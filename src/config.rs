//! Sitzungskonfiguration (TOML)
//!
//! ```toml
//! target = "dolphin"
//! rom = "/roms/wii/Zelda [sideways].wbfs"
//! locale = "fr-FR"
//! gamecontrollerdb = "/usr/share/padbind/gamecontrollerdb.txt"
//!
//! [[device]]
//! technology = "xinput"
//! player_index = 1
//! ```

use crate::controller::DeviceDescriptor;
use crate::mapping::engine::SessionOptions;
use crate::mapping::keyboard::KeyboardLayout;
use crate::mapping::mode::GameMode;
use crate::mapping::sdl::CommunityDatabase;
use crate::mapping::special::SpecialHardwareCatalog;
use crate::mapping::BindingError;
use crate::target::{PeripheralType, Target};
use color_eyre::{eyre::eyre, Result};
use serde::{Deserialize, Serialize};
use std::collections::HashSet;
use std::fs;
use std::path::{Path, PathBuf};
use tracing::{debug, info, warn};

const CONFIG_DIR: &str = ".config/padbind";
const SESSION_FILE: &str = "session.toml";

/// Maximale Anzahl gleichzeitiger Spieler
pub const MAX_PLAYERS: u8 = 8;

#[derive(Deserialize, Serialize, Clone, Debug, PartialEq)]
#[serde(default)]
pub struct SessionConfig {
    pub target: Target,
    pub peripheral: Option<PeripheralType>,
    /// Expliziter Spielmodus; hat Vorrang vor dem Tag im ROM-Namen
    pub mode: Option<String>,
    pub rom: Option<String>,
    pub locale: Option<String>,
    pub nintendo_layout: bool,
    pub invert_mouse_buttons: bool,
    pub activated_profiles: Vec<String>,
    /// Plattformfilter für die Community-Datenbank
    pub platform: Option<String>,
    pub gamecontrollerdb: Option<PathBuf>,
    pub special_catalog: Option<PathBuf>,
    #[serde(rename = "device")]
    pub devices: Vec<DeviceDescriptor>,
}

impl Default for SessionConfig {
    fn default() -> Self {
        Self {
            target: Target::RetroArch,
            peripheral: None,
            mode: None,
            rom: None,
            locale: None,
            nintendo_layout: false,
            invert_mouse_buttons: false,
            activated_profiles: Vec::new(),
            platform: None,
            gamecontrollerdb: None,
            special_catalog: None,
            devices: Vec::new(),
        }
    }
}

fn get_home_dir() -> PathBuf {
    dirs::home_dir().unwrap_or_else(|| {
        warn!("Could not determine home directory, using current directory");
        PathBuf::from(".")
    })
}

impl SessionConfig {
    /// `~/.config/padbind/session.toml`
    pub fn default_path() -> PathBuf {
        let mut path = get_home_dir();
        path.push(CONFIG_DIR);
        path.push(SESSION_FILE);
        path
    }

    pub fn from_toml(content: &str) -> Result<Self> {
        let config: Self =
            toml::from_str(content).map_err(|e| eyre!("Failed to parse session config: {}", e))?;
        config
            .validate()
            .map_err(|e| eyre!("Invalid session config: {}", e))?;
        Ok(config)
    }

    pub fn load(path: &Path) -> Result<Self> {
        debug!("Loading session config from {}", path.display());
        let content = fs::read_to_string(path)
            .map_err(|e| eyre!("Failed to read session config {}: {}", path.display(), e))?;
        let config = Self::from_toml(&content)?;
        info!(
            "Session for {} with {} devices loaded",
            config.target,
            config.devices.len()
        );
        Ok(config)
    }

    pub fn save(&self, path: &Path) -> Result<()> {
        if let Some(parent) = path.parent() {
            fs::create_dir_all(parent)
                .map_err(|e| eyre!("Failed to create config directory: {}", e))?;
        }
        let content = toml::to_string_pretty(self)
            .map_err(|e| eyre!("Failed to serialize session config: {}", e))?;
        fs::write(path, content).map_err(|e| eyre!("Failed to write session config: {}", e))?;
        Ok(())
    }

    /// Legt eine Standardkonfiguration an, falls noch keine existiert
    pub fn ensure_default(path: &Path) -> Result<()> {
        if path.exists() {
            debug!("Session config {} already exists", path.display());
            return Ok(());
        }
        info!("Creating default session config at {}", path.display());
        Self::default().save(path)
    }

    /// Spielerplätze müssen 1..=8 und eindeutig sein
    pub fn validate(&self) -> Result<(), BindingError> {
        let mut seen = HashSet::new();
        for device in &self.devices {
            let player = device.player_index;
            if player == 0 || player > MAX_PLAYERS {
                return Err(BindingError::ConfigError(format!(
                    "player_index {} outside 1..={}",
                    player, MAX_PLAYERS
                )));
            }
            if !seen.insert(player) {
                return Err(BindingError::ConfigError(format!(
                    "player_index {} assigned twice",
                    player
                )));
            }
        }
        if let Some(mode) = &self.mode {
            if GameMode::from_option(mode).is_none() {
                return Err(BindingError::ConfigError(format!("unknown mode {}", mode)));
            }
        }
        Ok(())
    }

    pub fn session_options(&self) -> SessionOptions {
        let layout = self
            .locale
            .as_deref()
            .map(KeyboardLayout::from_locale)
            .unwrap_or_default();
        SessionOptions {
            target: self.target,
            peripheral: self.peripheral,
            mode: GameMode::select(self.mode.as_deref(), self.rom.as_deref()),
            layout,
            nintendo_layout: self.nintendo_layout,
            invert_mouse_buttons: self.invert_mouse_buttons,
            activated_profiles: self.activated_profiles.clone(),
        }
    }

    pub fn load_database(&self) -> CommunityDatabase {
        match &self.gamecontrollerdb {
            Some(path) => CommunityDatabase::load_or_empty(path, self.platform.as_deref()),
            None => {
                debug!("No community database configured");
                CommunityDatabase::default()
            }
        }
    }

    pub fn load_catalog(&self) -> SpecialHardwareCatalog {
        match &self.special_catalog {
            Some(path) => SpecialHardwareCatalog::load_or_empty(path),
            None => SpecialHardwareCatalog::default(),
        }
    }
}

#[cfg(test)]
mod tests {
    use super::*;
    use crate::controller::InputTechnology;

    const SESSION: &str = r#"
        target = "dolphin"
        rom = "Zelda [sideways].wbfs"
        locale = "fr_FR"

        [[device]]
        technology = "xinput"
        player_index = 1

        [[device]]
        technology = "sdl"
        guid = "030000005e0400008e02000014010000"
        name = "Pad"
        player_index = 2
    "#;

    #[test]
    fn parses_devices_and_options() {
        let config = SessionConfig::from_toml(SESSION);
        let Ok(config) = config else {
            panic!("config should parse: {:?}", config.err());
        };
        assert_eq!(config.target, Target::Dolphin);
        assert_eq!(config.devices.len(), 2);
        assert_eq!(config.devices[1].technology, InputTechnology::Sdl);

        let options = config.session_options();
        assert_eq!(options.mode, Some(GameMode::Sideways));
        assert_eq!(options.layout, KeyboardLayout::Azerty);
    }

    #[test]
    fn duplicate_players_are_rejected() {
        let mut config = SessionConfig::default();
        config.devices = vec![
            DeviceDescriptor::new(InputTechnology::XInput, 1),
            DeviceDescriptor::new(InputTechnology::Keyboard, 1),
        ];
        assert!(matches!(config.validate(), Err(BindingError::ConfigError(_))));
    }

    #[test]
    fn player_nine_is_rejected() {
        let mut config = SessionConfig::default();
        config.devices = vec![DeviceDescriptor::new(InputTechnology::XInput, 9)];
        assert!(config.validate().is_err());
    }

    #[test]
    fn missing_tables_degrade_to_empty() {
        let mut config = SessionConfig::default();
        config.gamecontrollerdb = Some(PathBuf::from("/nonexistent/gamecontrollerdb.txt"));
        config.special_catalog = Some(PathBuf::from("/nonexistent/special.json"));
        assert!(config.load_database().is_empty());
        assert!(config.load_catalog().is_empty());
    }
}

* * *

With the line holding "noch keine existiert" as the first and the line holding "return Ok(());" as the last, set down that range of the entries above exactly, and nothing else.

    /// Legt eine Standardkonfiguration an, falls noch keine existiert
    pub fn ensure_default(path: &Path) -> Result<()> {
        if path.exists() {
            debug!("Session config {} already exists", path.display());
            return Ok(());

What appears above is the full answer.